> _Exercise inputs_

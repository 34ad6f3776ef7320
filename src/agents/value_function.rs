//! Temporal-difference (TD(0)) value-function agent
//!
//! The agent keeps one scalar per position, from the perspective of the side
//! it plays, defaulting to 0.0 for positions it has never seen. In play it
//! moves to the successor with the best stored value. In training, after
//! every ply, the position before the move is pulled towards the position
//! after it:
//!
//! ```text
//! value[before] = (1 - alpha) * value[before] + alpha * value[after]
//! ```
//!
//! where a terminal `after` is first pinned to the game's outcome.

use std::path::Path;

use log::{info, warn};
use rand::{Rng, SeedableRng, rngs::StdRng, seq::IndexedRandom};
use serde::{Deserialize, Serialize};

use super::{build_rng, snapshot::ValueSnapshot};
use crate::{
    Error, Result,
    board::{Board, GameOutcome, Player},
    config::ValueFunctionConfig,
    ports::{Agent, SnapshotRepository},
    transposition::TranspositionCache,
};

/// Tally of a training run from the learning side's perspective
#[derive(Debug, Clone, PartialEq, Serialize, Deserialize)]
pub struct TrainingSummary {
    pub total_games: usize,
    pub wins: usize,
    pub draws: usize,
    pub losses: usize,
    pub win_rate: f64,
    pub draw_rate: f64,
    pub loss_rate: f64,
}

impl TrainingSummary {
    pub fn new(total_games: usize, wins: usize, draws: usize, losses: usize) -> Self {
        let rate = |count: usize| {
            if total_games > 0 {
                count as f64 / total_games as f64
            } else {
                0.0
            }
        };
        Self {
            total_games,
            wins,
            draws,
            losses,
            win_rate: rate(wins),
            draw_rate: rate(draws),
            loss_rate: rate(losses),
        }
    }
}

#[derive(Debug, Clone)]
pub struct ValueFunctionAgent {
    side: Player,
    config: ValueFunctionConfig,
    values: TranspositionCache<f64>,
    epsilon: f64,
    games_trained: usize,
    rng: StdRng,
}

impl ValueFunctionAgent {
    /// Agent with an empty value table.
    pub fn new(side: Player, config: ValueFunctionConfig) -> Self {
        Self::with_values(side, config, TranspositionCache::new(), 0)
    }

    /// Agent resuming from a previously saved snapshot.
    pub fn from_snapshot(snapshot: ValueSnapshot, config: ValueFunctionConfig) -> Self {
        Self::with_values(
            snapshot.side,
            config,
            snapshot.values,
            snapshot.games_trained,
        )
    }

    fn with_values(
        side: Player,
        config: ValueFunctionConfig,
        values: TranspositionCache<f64>,
        games_trained: usize,
    ) -> Self {
        ValueFunctionAgent {
            side,
            epsilon: config.epsilon,
            rng: build_rng(config.seed),
            config,
            values,
            games_trained,
        }
    }

    /// Load the value table stored at `path`.
    ///
    /// A missing snapshot starts an empty table. So does one that cannot be
    /// read or decoded, or one learned for the other side; those cases are
    /// logged and never abort construction.
    pub fn load<R: SnapshotRepository + ?Sized>(
        side: Player,
        config: ValueFunctionConfig,
        repository: &R,
        path: &Path,
    ) -> Self {
        match repository.load(path) {
            Ok(Some(snapshot)) if snapshot.side == side => {
                info!(
                    "loaded {} values ({} games) from {}",
                    snapshot.values.len(),
                    snapshot.games_trained,
                    path.display()
                );
                Self::from_snapshot(snapshot, config)
            }
            Ok(Some(snapshot)) => {
                warn!(
                    "value snapshot {} was learned for {}, not {side}; starting with an empty table",
                    path.display(),
                    snapshot.side
                );
                Self::new(side, config)
            }
            Ok(None) => Self::new(side, config),
            Err(e) => {
                warn!("{e}; starting with an empty value table");
                Self::new(side, config)
            }
        }
    }

    /// Write the current table to `path`.
    pub fn save<R: SnapshotRepository + ?Sized>(&self, repository: &R, path: &Path) -> Result<()> {
        repository.save(&self.snapshot(), path)
    }

    pub fn snapshot(&self) -> ValueSnapshot {
        ValueSnapshot::new(self.side, self.games_trained, self.values.clone())
    }

    pub fn side(&self) -> Player {
        self.side
    }

    pub fn config(&self) -> &ValueFunctionConfig {
        &self.config
    }

    pub fn values(&self) -> &TranspositionCache<f64> {
        &self.values
    }

    pub fn games_trained(&self) -> usize {
        self.games_trained
    }

    pub fn epsilon(&self) -> f64 {
        self.epsilon
    }

    pub fn set_epsilon(&mut self, epsilon: f64) {
        self.epsilon = epsilon;
    }

    /// Stored value of `board` for this agent's side, 0.0 if unseen.
    pub fn value<B: Board>(&self, board: &B) -> f64 {
        self.values.get(board).copied().unwrap_or(0.0)
    }

    /// Apply one TD(0) update for the ply `before` -> `after`.
    pub fn transition<B: Board>(&mut self, before: &B, after: &B) {
        if let Some(outcome) = after.outcome() {
            self.values.set(after, outcome.score_for(self.side));
        }
        let target = self.value(after);
        let alpha = self.config.alpha;
        let value = self.values.get_or_insert(before, 0.0);
        *value = (1.0 - alpha) * *value + alpha * target;
    }

    /// Self-play `games` games from `start`, this agent choosing for both
    /// sides with the training exploration rate.
    ///
    /// # Errors
    ///
    /// Returns [`Error::PreconditionViolation`] if `start` is terminal.
    pub fn train<B: Board>(&mut self, start: &B, games: usize) -> Result<TrainingSummary> {
        self.run_training(start, games, None)
    }

    /// Train against `opponent`, which moves whenever it is not this agent's
    /// side to play.
    ///
    /// # Errors
    ///
    /// Returns [`Error::PreconditionViolation`] if `start` is terminal, or
    /// any error the opponent raises.
    pub fn train_against<B: Board>(
        &mut self,
        start: &B,
        opponent: &mut dyn Agent<B>,
        games: usize,
    ) -> Result<TrainingSummary> {
        self.run_training(start, games, Some(opponent))
    }

    fn run_training<B: Board>(
        &mut self,
        start: &B,
        games: usize,
        mut opponent: Option<&mut dyn Agent<B>>,
    ) -> Result<TrainingSummary> {
        if start.is_terminal() {
            return Err(Error::precondition("training from a finished game"));
        }

        let play_epsilon = self.epsilon;
        self.epsilon = self.config.exploration;
        let (mut wins, mut draws, mut losses) = (0, 0, 0);
        let mut result = Ok(());
        for _ in 0..games {
            let opponent = opponent.as_mut().map(|o| &mut **o as &mut dyn Agent<B>);
            match self.training_game(start, opponent) {
                Ok(outcome) => match outcome.winner() {
                    None => draws += 1,
                    Some(winner) if winner == self.side => wins += 1,
                    Some(_) => losses += 1,
                },
                Err(e) => {
                    result = Err(e);
                    break;
                }
            }
            self.games_trained += 1;
        }
        self.epsilon = play_epsilon;
        result?;

        let summary = TrainingSummary::new(wins + draws + losses, wins, draws, losses);
        info!(
            "trained {} games as {}: {} wins, {} draws, {} losses ({} positions)",
            summary.total_games,
            self.side,
            wins,
            draws,
            losses,
            self.values.len()
        );
        Ok(summary)
    }

    fn training_game<B: Board>(
        &mut self,
        start: &B,
        mut opponent: Option<&mut dyn Agent<B>>,
    ) -> Result<GameOutcome> {
        let mut board = start.clone();
        loop {
            let before = board.clone();
            let mv = match opponent.as_deref_mut() {
                Some(opponent) if board.mover() != self.side => opponent.choose_move(&board)?,
                _ => self.select_move(&board)?,
            };
            board.apply(mv)?;
            self.transition(&before, &board);
            if let Some(outcome) = board.outcome() {
                return Ok(outcome);
            }
        }
    }

    /// Epsilon-greedy choice. The side to move maximizes this agent's value
    /// when it is the agent's own side and minimizes it otherwise; ties are
    /// broken uniformly at random.
    fn select_move<B: Board>(&mut self, board: &B) -> Result<B::Move> {
        let moves = board.legal_moves();
        if moves.is_empty() {
            return Err(Error::precondition(
                "value-function agent asked to move on a finished game",
            ));
        }
        if self.rng.random::<f64>() < self.epsilon {
            if let Some(&mv) = moves.choose(&mut self.rng) {
                return Ok(mv);
            }
        }

        let sign = if board.mover() == self.side { 1.0 } else { -1.0 };
        let mut best = f64::NEG_INFINITY;
        let mut candidates = Vec::new();
        for mv in moves {
            let value = sign * self.value(&board.clone_with(mv)?);
            if value > best {
                best = value;
                candidates.clear();
                candidates.push(mv);
            } else if value == best {
                candidates.push(mv);
            }
        }
        candidates
            .choose(&mut self.rng)
            .copied()
            .ok_or_else(|| Error::precondition("no candidate move"))
    }
}

impl<B: Board> Agent<B> for ValueFunctionAgent {
    fn choose_move(&mut self, board: &B) -> Result<B::Move> {
        self.select_move(board)
    }

    fn name(&self) -> &str {
        "value-function"
    }

    fn set_rng_seed(&mut self, seed: u64) -> Result<()> {
        self.rng = StdRng::seed_from_u64(seed);
        Ok(())
    }
}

> _What is needed_
Every line with "candidates" in it should be copied from the entries above.

> _Written response_
        let mut candidates = Vec::new();
                candidates.clear();
                candidates.push(mv);
                candidates.push(mv);
        candidates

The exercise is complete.